Task brief: Scan the entries for "cause". Every line that holds it is to be copied.

Extracted material:

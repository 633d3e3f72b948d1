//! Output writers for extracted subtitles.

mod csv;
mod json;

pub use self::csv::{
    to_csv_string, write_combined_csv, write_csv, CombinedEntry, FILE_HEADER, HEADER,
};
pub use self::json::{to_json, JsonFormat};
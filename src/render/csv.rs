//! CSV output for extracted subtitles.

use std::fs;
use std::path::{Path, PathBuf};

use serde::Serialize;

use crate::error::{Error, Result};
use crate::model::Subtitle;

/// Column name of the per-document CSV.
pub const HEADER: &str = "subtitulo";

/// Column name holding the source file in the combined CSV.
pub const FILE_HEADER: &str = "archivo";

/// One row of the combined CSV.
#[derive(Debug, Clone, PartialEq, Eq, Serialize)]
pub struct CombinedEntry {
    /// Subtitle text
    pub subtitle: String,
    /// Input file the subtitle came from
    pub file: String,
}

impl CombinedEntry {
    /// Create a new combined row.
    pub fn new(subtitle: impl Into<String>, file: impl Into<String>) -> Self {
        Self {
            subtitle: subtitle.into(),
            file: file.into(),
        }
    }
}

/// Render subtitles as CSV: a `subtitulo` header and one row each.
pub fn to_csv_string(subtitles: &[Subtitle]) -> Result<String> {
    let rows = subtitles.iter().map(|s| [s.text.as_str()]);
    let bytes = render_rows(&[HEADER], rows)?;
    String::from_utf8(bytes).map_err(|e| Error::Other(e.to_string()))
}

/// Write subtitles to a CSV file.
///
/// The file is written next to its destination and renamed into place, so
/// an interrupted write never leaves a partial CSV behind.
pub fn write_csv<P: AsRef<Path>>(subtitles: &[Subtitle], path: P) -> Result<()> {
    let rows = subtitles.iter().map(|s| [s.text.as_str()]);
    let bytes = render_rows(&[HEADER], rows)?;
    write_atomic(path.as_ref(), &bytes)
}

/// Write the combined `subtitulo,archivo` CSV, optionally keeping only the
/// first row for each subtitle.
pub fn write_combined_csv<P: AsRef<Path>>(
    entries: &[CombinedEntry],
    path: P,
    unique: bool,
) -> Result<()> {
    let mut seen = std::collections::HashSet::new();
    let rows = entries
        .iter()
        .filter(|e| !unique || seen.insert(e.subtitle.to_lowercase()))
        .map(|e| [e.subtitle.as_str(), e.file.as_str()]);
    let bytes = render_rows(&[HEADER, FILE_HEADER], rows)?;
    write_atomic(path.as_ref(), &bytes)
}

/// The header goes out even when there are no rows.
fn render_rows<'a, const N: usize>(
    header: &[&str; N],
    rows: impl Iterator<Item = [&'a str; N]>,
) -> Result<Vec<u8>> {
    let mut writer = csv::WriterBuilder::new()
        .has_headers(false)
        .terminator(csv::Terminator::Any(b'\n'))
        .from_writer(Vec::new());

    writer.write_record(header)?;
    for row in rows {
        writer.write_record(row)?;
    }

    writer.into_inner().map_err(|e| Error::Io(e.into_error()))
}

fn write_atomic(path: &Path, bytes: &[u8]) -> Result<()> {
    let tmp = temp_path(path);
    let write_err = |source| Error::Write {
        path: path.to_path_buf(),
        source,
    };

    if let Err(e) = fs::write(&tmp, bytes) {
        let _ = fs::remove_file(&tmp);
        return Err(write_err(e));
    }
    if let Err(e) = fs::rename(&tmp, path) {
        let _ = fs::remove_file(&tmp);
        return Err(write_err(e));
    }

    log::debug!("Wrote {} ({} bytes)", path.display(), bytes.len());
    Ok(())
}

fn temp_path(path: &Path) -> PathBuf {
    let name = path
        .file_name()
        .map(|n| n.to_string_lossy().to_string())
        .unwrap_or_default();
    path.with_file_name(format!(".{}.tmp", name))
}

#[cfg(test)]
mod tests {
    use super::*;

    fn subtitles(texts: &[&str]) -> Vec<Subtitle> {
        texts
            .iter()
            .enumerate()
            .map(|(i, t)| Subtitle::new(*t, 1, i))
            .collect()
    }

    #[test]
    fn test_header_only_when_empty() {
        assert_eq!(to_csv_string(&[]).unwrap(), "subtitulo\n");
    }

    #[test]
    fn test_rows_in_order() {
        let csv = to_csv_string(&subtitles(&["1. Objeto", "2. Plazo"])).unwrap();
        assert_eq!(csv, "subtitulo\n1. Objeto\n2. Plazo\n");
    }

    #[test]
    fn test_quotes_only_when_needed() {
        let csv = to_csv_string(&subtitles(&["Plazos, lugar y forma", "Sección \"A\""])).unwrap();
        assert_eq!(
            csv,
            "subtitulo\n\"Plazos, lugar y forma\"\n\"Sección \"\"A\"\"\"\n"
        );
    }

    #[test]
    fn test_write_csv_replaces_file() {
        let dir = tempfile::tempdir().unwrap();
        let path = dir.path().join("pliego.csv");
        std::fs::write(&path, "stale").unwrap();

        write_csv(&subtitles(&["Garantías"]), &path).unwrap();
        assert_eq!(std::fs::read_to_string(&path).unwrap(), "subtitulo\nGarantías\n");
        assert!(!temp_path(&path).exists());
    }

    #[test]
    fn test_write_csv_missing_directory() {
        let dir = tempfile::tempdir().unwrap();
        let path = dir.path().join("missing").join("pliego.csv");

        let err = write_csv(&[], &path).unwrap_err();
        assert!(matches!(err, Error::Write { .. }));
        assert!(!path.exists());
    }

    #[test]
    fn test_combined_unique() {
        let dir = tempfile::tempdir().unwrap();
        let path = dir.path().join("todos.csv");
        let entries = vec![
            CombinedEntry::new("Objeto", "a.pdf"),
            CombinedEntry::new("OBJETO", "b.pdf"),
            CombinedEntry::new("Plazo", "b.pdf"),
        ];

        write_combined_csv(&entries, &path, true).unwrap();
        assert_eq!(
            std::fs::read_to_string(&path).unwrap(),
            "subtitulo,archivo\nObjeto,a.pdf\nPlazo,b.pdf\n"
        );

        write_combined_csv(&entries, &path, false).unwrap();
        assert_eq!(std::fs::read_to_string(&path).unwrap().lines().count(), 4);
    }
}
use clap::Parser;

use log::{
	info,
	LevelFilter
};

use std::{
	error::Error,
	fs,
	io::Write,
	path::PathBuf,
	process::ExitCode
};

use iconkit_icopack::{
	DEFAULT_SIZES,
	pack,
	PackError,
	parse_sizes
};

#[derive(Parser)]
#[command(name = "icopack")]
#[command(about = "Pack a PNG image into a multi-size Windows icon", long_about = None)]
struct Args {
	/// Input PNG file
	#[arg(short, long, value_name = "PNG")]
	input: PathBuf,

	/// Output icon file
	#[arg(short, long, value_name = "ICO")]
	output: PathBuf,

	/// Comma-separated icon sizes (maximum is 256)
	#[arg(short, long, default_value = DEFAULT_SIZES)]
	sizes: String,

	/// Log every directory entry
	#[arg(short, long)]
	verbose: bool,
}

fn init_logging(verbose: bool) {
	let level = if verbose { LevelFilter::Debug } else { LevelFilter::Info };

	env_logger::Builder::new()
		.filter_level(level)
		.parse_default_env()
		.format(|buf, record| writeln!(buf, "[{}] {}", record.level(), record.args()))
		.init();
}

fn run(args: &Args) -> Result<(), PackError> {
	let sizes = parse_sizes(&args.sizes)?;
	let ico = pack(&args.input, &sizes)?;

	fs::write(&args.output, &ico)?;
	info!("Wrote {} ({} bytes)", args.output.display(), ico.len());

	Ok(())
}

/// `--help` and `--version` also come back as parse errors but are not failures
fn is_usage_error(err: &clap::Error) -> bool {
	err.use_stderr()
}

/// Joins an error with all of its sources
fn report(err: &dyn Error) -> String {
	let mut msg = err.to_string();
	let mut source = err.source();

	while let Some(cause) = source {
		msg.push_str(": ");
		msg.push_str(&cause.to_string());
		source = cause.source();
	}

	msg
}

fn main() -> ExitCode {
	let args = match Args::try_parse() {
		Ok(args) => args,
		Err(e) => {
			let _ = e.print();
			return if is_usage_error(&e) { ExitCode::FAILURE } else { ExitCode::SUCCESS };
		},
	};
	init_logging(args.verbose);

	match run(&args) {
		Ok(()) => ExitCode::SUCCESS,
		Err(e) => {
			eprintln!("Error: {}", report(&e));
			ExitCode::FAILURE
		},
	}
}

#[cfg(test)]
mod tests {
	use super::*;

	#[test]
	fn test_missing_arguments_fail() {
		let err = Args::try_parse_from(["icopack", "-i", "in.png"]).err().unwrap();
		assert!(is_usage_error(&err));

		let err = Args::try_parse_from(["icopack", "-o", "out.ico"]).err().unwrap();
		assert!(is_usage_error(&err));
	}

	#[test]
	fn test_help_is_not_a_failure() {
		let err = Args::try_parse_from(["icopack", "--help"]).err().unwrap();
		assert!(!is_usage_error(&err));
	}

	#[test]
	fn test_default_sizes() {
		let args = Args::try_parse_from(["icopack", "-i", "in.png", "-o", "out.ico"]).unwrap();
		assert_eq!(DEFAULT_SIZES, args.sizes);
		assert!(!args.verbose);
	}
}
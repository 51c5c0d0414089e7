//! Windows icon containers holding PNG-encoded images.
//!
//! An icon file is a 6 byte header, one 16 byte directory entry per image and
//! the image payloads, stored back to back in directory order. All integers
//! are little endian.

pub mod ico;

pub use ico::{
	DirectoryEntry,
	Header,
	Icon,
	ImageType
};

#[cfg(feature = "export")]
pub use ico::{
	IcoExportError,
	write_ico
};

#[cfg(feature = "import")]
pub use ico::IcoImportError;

Solution to the problem:
	while let Some(cause) = source {
		msg.push_str(&cause.to_string());
		source = cause.source();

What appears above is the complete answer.